Essentially, this device allows multiple signals to share a device or resource. Demux, better known as demultiplexer, take one input signal and turn it into several data-output lines. This equipment is used in conjunction with multiplexers and usually sits on the receiving end.
Mux and demux share commonalities and differences. Multiplexers can be identified by their schematic symbol, which contains a isosceles trapezoid with a long and short side. On the long side there are input pins and on the small side, there is on output pin. This is because mux is a multiple input with single output device. Contrastingly, demux is a single input with multiple output structure.
Mux is commonly used within telecommunications where it can connect multiple input signals into a single output signal, which is carried across multiple communication channels. This is accomplished through a multiplex technique. The demux acts in the reverse of the mux. It can take a single input signal and separate it over several output signals. Those signals can then be transferred across multiple communication channels. The types of multiplexes used frequently in telecommunications: time division, statistical and frequency division.
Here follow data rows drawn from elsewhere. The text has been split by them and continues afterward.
//! Parameter derivation
//!
//! Six diffuse-then-extract cycles turn the conditioned buffer into the six
//! parameter arrays. Each cycle continues from the buffer left by the
//! previous one, so later arrays are derived from earlier ones.
//!
//! The multiplier and increment arrays are then forced into the parities a
//! full-period multiplicative step needs:
//!
//! | array    | correction        | guarantees       |
//! |----------|-------------------|------------------|
//! | `mult_a` | `(v & !3) \| 1`   | `v % 4 == 1`     |
//! | `mult_b` | `(v & !1) \| 1`   | odd              |
//! | `xor_a`  | `v & !1`          | even             |
//! | `xor_b`  | `(v & !1) \| 1`   | odd              |

use serde::{Deserialize, Serialize};

use super::StateConditioner;
use crate::core::PrngError;

/// The six parameter arrays of a generator
#[derive(Debug, Clone, PartialEq, Eq, Serialize, Deserialize)]
#[serde(try_from = "RawParameterSet")]
pub struct ParameterSet {
    /// Multiplicative accumulators (evolving)
    pub mult_x: Vec<u64>,
    /// Multipliers, `≡ 1 (mod 4)`
    pub mult_a: Vec<u64>,
    /// Increments, odd
    pub mult_b: Vec<u64>,
    /// XOR-feedback accumulators (evolving)
    pub xor_x: Vec<u64>,
    /// XOR masks, even
    pub xor_a: Vec<u64>,
    /// XOR-feedback increments, odd
    pub xor_b: Vec<u64>,
}

/// Unchecked wire form; only reaches callers through `validate`
#[derive(Deserialize)]
struct RawParameterSet {
    mult_x: Vec<u64>,
    mult_a: Vec<u64>,
    mult_b: Vec<u64>,
    xor_x: Vec<u64>,
    xor_a: Vec<u64>,
    xor_b: Vec<u64>,
}

impl TryFrom<RawParameterSet> for ParameterSet {
    type Error = PrngError;

    fn try_from(raw: RawParameterSet) -> Result<Self, Self::Error> {
        let params = ParameterSet {
            mult_x: raw.mult_x,
            mult_a: raw.mult_a,
            mult_b: raw.mult_b,
            xor_x: raw.xor_x,
            xor_a: raw.xor_a,
            xor_b: raw.xor_b,
        };
        params.validate()?;
        Ok(params)
    }
}

/// Run the six extraction cycles and apply parity corrections
///
/// # Example
/// ```
/// use prng_core_rs::conditioning::{derive_parameters, StateConditioner};
///
/// let mut cond = StateConditioner::new(64, &[0x00]).unwrap();
/// let params = derive_parameters(&mut cond);
/// assert_eq!(params.len(), 8);
/// assert!(params.mult_a.iter().all(|a| a % 4 == 1));
/// ```
pub fn derive_parameters(conditioner: &mut StateConditioner) -> ParameterSet {
    let mut next_array = || {
        conditioner.diffuse();
        conditioner.extract_u64()
    };

    let mut params = ParameterSet {
        mult_x: next_array(),
        mult_a: next_array(),
        mult_b: next_array(),
        xor_x: next_array(),
        xor_a: next_array(),
        xor_b: next_array(),
    };
    params.apply_parity_corrections();
    params
}

impl ParameterSet {
    /// Array length L (all six arrays share it)
    pub fn len(&self) -> usize {
        self.mult_x.len()
    }

    pub fn is_empty(&self) -> bool {
        self.mult_x.is_empty()
    }

    /// Force multiplier/increment parities in place
    pub fn apply_parity_corrections(&mut self) {
        for v in self.mult_a.iter_mut() {
            *v = (*v & !3) | 1;
        }
        for v in self.mult_b.iter_mut() {
            *v = (*v & !1) | 1;
        }
        for v in self.xor_a.iter_mut() {
            *v &= !1;
        }
        for v in self.xor_b.iter_mut() {
            *v = (*v & !1) | 1;
        }
    }

    /// Check equal non-zero lengths and all parity invariants
    pub fn validate(&self) -> Result<(), PrngError> {
        let len = self.len();
        if len == 0 {
            return Err(PrngError::InconsistentState(
                "parameter arrays are empty".to_string(),
            ));
        }

        let arrays: [(&str, &[u64]); 6] = [
            ("mult_x", &self.mult_x),
            ("mult_a", &self.mult_a),
            ("mult_b", &self.mult_b),
            ("xor_x", &self.xor_x),
            ("xor_a", &self.xor_a),
            ("xor_b", &self.xor_b),
        ];
        for (name, values) in arrays {
            if values.len() != len {
                return Err(PrngError::InconsistentState(format!(
                    "{} has length {}, expected {}",
                    name,
                    values.len(),
                    len
                )));
            }
        }

        check_parity("mult_a", &self.mult_a, |v| v % 4 == 1, "≡ 1 mod 4")?;
        check_parity("mult_b", &self.mult_b, |v| v % 2 == 1, "odd")?;
        check_parity("xor_a", &self.xor_a, |v| v % 2 == 0, "even")?;
        check_parity("xor_b", &self.xor_b, |v| v % 2 == 1, "odd")?;
        Ok(())
    }
}

fn check_parity(
    name: &str,
    values: &[u64],
    holds: impl Fn(u64) -> bool,
    rule: &str,
) -> Result<(), PrngError> {
    match values.iter().position(|&v| !holds(v)) {
        Some(i) => Err(PrngError::InconsistentState(format!(
            "{}[{}] = {:016X} is not {}",
            name, i, values[i], rule
        ))),
        None => Ok(()),
    }
}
Connecting mux and demux, on one channel, can save on costs. Generally, the cost is more expensive to implement channels for each individual data source than it the cost involved with the use of mux and demux devices. Sometimes the two are combined into one piece of equipment that is typically referred to as the multiplexer. There are also digital mux and demux equipment available.
These pieces of equipment can be chained. A large multiplexer may be developed using multiple multiplexers that have been chained together. For example, by taking on two-to-one multiplexer and two four-to-one multiplexers, a single eight-to-one mux can be created.
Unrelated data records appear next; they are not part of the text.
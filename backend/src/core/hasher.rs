//! Block hash primitive
//!
//! The diffusion pass only ever hashes whole 32-byte blocks, so the primitive
//! is exposed as a pure `[u8; 32] -> [u8; 32]` function over SHA-256.

use sha2::{Digest, Sha256};

/// Size in bytes of a state block and of a block digest
pub const BLOCK_SIZE: usize = 32;

/// One state block (or one digest)
pub type Block = [u8; BLOCK_SIZE];

/// Hash a single block with SHA-256
///
/// # Example
/// ```
/// use prng_core_rs::core::hasher::hash_block;
///
/// let a = hash_block(&[0u8; 32]);
/// let b = hash_block(&[0u8; 32]);
/// assert_eq!(a, b);
/// ```
pub fn hash_block(block: &Block) -> Block {
    let mut hasher = Sha256::new();
    hasher.update(block);
    hasher.finalize().into()
}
Sometimes mux are used a programmable logic devices or PLDs. This is usually done when modularity and cost savings is the desired result. To accomplish this process, custom logic circuits are created through the set up of logic arrangement in input signals. The selector inputs then begin to function as logic inputs.
This equipment is typically used within telecommunication and computer networks. The prime purpose of these devices is to share expensive resources. As its name suggests, inverse multiplexing, imux, aims to complete the opposite of multiplexing. Imux is focused on taking apart one data stream and from that single stream, creating several data streams. The streams are then transferred over numerous communication channels and the original stream is recreated. There are variations of multiplexing, they include: frequency division, space division, code division and time division. Variations exist between these classifications too. It can be possible to practice multiplexing over a wireless communication, but that usually requires polarization, multiple-input and multiple-output structures, and phased multi-antenna array.